- _TASK GOAL_
Set down the entries exactly. No line may differ from its source.

(Saved data entries)

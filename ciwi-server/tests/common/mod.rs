//! Shared harness: a real server on an ephemeral port

use std::collections::HashMap;
use std::time::Duration;

use ciwi_client::ServerClient;
use ciwi_core::dto::agent::{HeartbeatRequest, LeaseRequest};
use ciwi_core::domain::job::JobExecution;
use ciwi_server::ServerConfig;
use tempfile::TempDir;
use tokio::net::TcpListener;
use tokio_util::sync::CancellationToken;

pub struct TestServer {
    pub client: ServerClient,
    pub shutdown: CancellationToken,
    _dir: TempDir,
}

impl Drop for TestServer {
    fn drop(&mut self) {
        self.shutdown.cancel();
    }
}

pub async fn start_server() -> TestServer {
    let dir = tempfile::tempdir().unwrap();
    let config = ServerConfig {
        addr: "127.0.0.1:0".to_string(),
        db_path: dir.path().join("ciwi.db"),
        artifacts_dir: dir.path().join("artifacts"),
        maintenance_interval: Duration::from_secs(3600),
        ..Default::default()
    };

    let shutdown = CancellationToken::new();
    let state = ciwi_server::build_state(config, shutdown.clone()).await.unwrap();
    let listener = TcpListener::bind("127.0.0.1:0").await.unwrap();
    let addr = listener.local_addr().unwrap();

    tokio::spawn(async move {
        ciwi_server::serve(listener, state).await.unwrap();
    });

    TestServer {
        client: ServerClient::new(format!("http://{addr}")),
        shutdown,
        _dir: dir,
    }
}

pub fn linux_caps() -> HashMap<String, String> {
    HashMap::from([
        ("os".to_string(), "linux".to_string()),
        ("arch".to_string(), "amd64".to_string()),
    ])
}

pub async fn connect_agent(client: &ServerClient, agent_id: &str) {
    client
        .heartbeat(&HeartbeatRequest {
            agent_id: agent_id.to_string(),
            hostname: format!("{agent_id}-host"),
            os: "linux".to_string(),
            arch: "amd64".to_string(),
            version: "v1.0.0".to_string(),
            capabilities: linux_caps(),
            ..Default::default()
        })
        .await
        .unwrap();
}

pub async fn lease(client: &ServerClient, agent_id: &str) -> Option<JobExecution> {
    let response = client
        .lease(&LeaseRequest {
            agent_id: agent_id.to_string(),
            capabilities: linux_caps(),
        })
        .await
        .unwrap();
    assert_eq!(response.assigned, response.job_execution.is_some());
    response.job_execution
}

- _ANSWER FOR THE TASK_
filename ciwi-server/tests/common/mod.rs
//! Shared harness: a real server on an ephemeral port

use std::collections::HashMap;
use std::time::Duration;

use ciwi_client::ServerClient;
use ciwi_core::dto::agent::{HeartbeatRequest, LeaseRequest};
use ciwi_core::domain::job::JobExecution;
use ciwi_server::ServerConfig;
use tempfile::TempDir;
use tokio::net::TcpListener;
use tokio_util::sync::CancellationToken;

pub struct TestServer {
    pub client: ServerClient,
    pub shutdown: CancellationToken,
    _dir: TempDir,
}

impl Drop for TestServer {
    fn drop(&mut self) {
        self.shutdown.cancel();
    }
}

pub async fn start_server() -> TestServer {
    let dir = tempfile::tempdir().unwrap();
    let config = ServerConfig {
        addr: "127.0.0.1:0".to_string(),
        db_path: dir.path().join("ciwi.db"),
        artifacts_dir: dir.path().join("artifacts"),
        maintenance_interval: Duration::from_secs(3600),
        ..Default::default()
    };

    let shutdown = CancellationToken::new();
    let state = ciwi_server::build_state(config, shutdown.clone()).await.unwrap();
    let listener = TcpListener::bind("127.0.0.1:0").await.unwrap();
    let addr = listener.local_addr().unwrap();

    tokio::spawn(async move {
        ciwi_server::serve(listener, state).await.unwrap();
    });

    TestServer {
        client: ServerClient::new(format!("http://{addr}")),
        shutdown,
        _dir: dir,
    }
}

pub fn linux_caps() -> HashMap<String, String> {
    HashMap::from([
        ("os".to_string(), "linux".to_string()),
        ("arch".to_string(), "amd64".to_string()),
    ])
}

pub async fn connect_agent(client: &ServerClient, agent_id: &str) {
    client
        .heartbeat(&HeartbeatRequest {
            agent_id: agent_id.to_string(),
            hostname: format!("{agent_id}-host"),
            os: "linux".to_string(),
            arch: "amd64".to_string(),
            version: "v1.0.0".to_string(),
            capabilities: linux_caps(),
            ..Default::default()
        })
        .await
        .unwrap();
}

pub async fn lease(client: &ServerClient, agent_id: &str) -> Option<JobExecution> {
    let response = client
        .lease(&LeaseRequest {
            agent_id: agent_id.to_string(),
            capabilities: linux_caps(),
        })
        .await
        .unwrap();
    assert_eq!(response.assigned, response.job_execution.is_some());
    response.job_execution
}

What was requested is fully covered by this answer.